* EXERCISE BRIEF *
The answer should be every line below, retyped exactly.

* SUPPLIED INFORMATION *
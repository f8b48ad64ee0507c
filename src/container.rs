//! Composition container
//!
//! The `Container` is the public face of the runtime. It registers
//! contracts into its scope, resolves them through the engine and owns the
//! lifecycle of what it builds. Cloning a container is cheap and yields a
//! handle to the same scope.

use crate::catalog::TypeCatalog;
use crate::contract::Contract;
use crate::engine::{self, Runtime};
use crate::error::{BoxError, RegistrationError, ResolutionError};
use crate::injection::{InjectionMember, InjectionPlan, ResolverOverride};
use crate::lifetime::Lifetime;
use crate::metadata::{MetadataProvider, TypeMetadata, Value};
use crate::pipeline::{PipelineStrategy, Resolver};
use crate::provider::{Describe, Injectable};
use crate::registration::{Category, FactoryFn, InstanceRef, RegistrationInfo, RegistrationManager, Source};
use crate::scope::Scope;
use crate::storage::DEFAULT_FLAT_LIMIT;
use crate::types::TypeDescriptor;
use std::any::Any;
use std::fmt;
use std::sync::Arc;

#[cfg(feature = "logging")]
use tracing::debug;

/// Default limit on nested resolutions before a chain is reported as circular
pub const DEFAULT_MAX_DEPTH: usize = 256;

// =============================================================================
// Configuration
// =============================================================================

/// Settings for a root container and every child created from it.
///
/// # Examples
///
/// ```rust
/// use injector_runtime::{Container, ContainerConfig, PipelineStrategy};
///
/// let container = Container::with_config(
///     ContainerConfig::new()
///         .strategy(PipelineStrategy::Interpreted)
///         .flat_table_limit(64)
///         .max_depth(32),
/// );
/// assert_eq!(container.strategy(), PipelineStrategy::Interpreted);
/// ```
#[derive(Clone)]
pub struct ContainerConfig {
    strategy: PipelineStrategy,
    flat_table_limit: usize,
    max_depth: usize,
    provider: Option<Arc<dyn MetadataProvider>>,
}

impl ContainerConfig {
    pub fn new() -> Self {
        Self::default()
    }

    /// How pipelines run
    pub fn strategy(mut self, strategy: PipelineStrategy) -> Self {
        self.strategy = strategy;
        self
    }

    /// Registrations a scope keeps in a flat table before switching to a trie
    pub fn flat_table_limit(mut self, limit: usize) -> Self {
        self.flat_table_limit = limit.max(1);
        self
    }

    /// Maximum nesting of dependency resolutions
    pub fn max_depth(mut self, depth: usize) -> Self {
        self.max_depth = depth.max(1);
        self
    }

    /// Replace the built-in [`TypeCatalog`] with a custom metadata provider
    pub fn metadata(mut self, provider: Arc<dyn MetadataProvider>) -> Self {
        self.provider = Some(provider);
        self
    }
}

impl Default for ContainerConfig {
    fn default() -> Self {
        Self {
            strategy: PipelineStrategy::default(),
            flat_table_limit: DEFAULT_FLAT_LIMIT,
            max_depth: DEFAULT_MAX_DEPTH,
            provider: None,
        }
    }
}

impl fmt::Debug for ContainerConfig {
    fn fmt(&self, f: &mut fmt::Formatter<'_>) -> fmt::Result {
        f.debug_struct("ContainerConfig")
            .field("strategy", &self.strategy)
            .field("flat_table_limit", &self.flat_table_limit)
            .field("max_depth", &self.max_depth)
            .field("custom_provider", &self.provider.is_some())
            .finish()
    }
}

// =============================================================================
// Container
// =============================================================================

/// Object-composition container.
///
/// Registrations bind contracts to types, instances or factories; resolving
/// a contract builds its dependency graph according to each registration's
/// lifetime. Child containers see their parent's registrations and can
/// shadow them.
///
/// # Examples
///
/// ```rust
/// use injector_runtime::{Container, Lifetime, MetadataBuilder, Parameter, TypeDescriptor};
/// use std::sync::Arc;
///
/// struct Config { url: String }
/// struct Database { config: Arc<Config> }
///
/// let container = Container::new();
/// container.add_metadata(
///     MetadataBuilder::<Database>::new()
///         .constructor([Parameter::of::<Config>("config")], |mut args| {
///             Ok(Database { config: args.take(0)? })
///         })
///         .finish(),
/// );
/// container.singleton(Config { url: "postgres://localhost".into() }).unwrap();
/// container
///     .register_type(TypeDescriptor::of::<Database>(), None, None, Some(Lifetime::Singleton), Vec::new())
///     .unwrap();
///
/// let db = container.get::<Database>().unwrap();
/// assert_eq!(db.config.url, "postgres://localhost");
/// assert!(Arc::ptr_eq(&db, &container.get::<Database>().unwrap()));
/// ```
#[derive(Clone)]
pub struct Container {
    scope: Arc<Scope>,
    runtime: Arc<Runtime>,
}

* SOLVED PROBLEM *
repository f8b48ad64ee0507c
filename src/container.rs
//! Composition container
//!
//! The `Container` is the public face of the runtime. It registers
//! contracts into its scope, resolves them through the engine and owns the
//! lifecycle of what it builds. Cloning a container is cheap and yields a
//! handle to the same scope.

use crate::catalog::TypeCatalog;
use crate::contract::Contract;
use crate::engine::{self, Runtime};
use crate::error::{BoxError, RegistrationError, ResolutionError};
use crate::injection::{InjectionMember, InjectionPlan, ResolverOverride};
use crate::lifetime::Lifetime;
use crate::metadata::{MetadataProvider, TypeMetadata, Value};
use crate::pipeline::{PipelineStrategy, Resolver};
use crate::provider::{Describe, Injectable};
use crate::registration::{Category, FactoryFn, InstanceRef, RegistrationInfo, RegistrationManager, Source};
use crate::scope::Scope;
use crate::storage::DEFAULT_FLAT_LIMIT;
use crate::types::TypeDescriptor;
use std::any::Any;
use std::fmt;
use std::sync::Arc;

#[cfg(feature = "logging")]
use tracing::debug;

/// Default limit on nested resolutions before a chain is reported as circular
pub const DEFAULT_MAX_DEPTH: usize = 256;

// =============================================================================
// Configuration
// =============================================================================

/// Settings for a root container and every child created from it.
///
/// # Examples
///
/// ```rust
/// use injector_runtime::{Container, ContainerConfig, PipelineStrategy};
///
/// let container = Container::with_config(
///     ContainerConfig::new()
///         .strategy(PipelineStrategy::Interpreted)
///         .flat_table_limit(64)
///         .max_depth(32),
/// );
/// assert_eq!(container.strategy(), PipelineStrategy::Interpreted);
/// ```
#[derive(Clone)]
pub struct ContainerConfig {
    strategy: PipelineStrategy,
    flat_table_limit: usize,
    max_depth: usize,
    provider: Option<Arc<dyn MetadataProvider>>,
}

impl ContainerConfig {
    pub fn new() -> Self {
        Self::default()
    }

    /// How pipelines run
    pub fn strategy(mut self, strategy: PipelineStrategy) -> Self {
        self.strategy = strategy;
        self
    }

    /// Registrations a scope keeps in a flat table before switching to a trie
    pub fn flat_table_limit(mut self, limit: usize) -> Self {
        self.flat_table_limit = limit.max(1);
        self
    }

    /// Maximum nesting of dependency resolutions
    pub fn max_depth(mut self, depth: usize) -> Self {
        self.max_depth = depth.max(1);
        self
    }

    /// Replace the built-in [`TypeCatalog`] with a custom metadata provider
    pub fn metadata(mut self, provider: Arc<dyn MetadataProvider>) -> Self {
        self.provider = Some(provider);
        self
    }
}

impl Default for ContainerConfig {
    fn default() -> Self {
        Self {
            strategy: PipelineStrategy::default(),
            flat_table_limit: DEFAULT_FLAT_LIMIT,
            max_depth: DEFAULT_MAX_DEPTH,
            provider: None,
        }
    }
}

impl fmt::Debug for ContainerConfig {
    fn fmt(&self, f: &mut fmt::Formatter<'_>) -> fmt::Result {
        f.debug_struct("ContainerConfig")
            .field("strategy", &self.strategy)
            .field("flat_table_limit", &self.flat_table_limit)
            .field("max_depth", &self.max_depth)
            .field("custom_provider", &self.provider.is_some())
            .finish()
    }
}

// =============================================================================
// Container
// =============================================================================

/// Object-composition container.
///
/// Registrations bind contracts to types, instances or factories; resolving
/// a contract builds its dependency graph according to each registration's
/// lifetime. Child containers see their parent's registrations and can
/// shadow them.
///
/// # Examples
///
/// ```rust
/// use injector_runtime::{Container, Lifetime, MetadataBuilder, Parameter, TypeDescriptor};
/// use std::sync::Arc;
///
/// struct Config { url: String }
/// struct Database { config: Arc<Config> }
///
/// let container = Container::new();
/// container.add_metadata(
///     MetadataBuilder::<Database>::new()
///         .constructor([Parameter::of::<Config>("config")], |mut args| {
///             Ok(Database { config: args.take(0)? })
///         })
///         .finish(),
/// );
/// container.singleton(Config { url: "postgres://localhost".into() }).unwrap();
/// container
///     .register_type(TypeDescriptor::of::<Database>(), None, None, Some(Lifetime::Singleton), Vec::new())
///     .unwrap();
///
/// let db = container.get::<Database>().unwrap();
/// assert_eq!(db.config.url, "postgres://localhost");
/// assert!(Arc::ptr_eq(&db, &container.get::<Database>().unwrap()));
/// ```
#[derive(Clone)]
pub struct Container {
    scope: Arc<Scope>,
    runtime: Arc<Runtime>,
}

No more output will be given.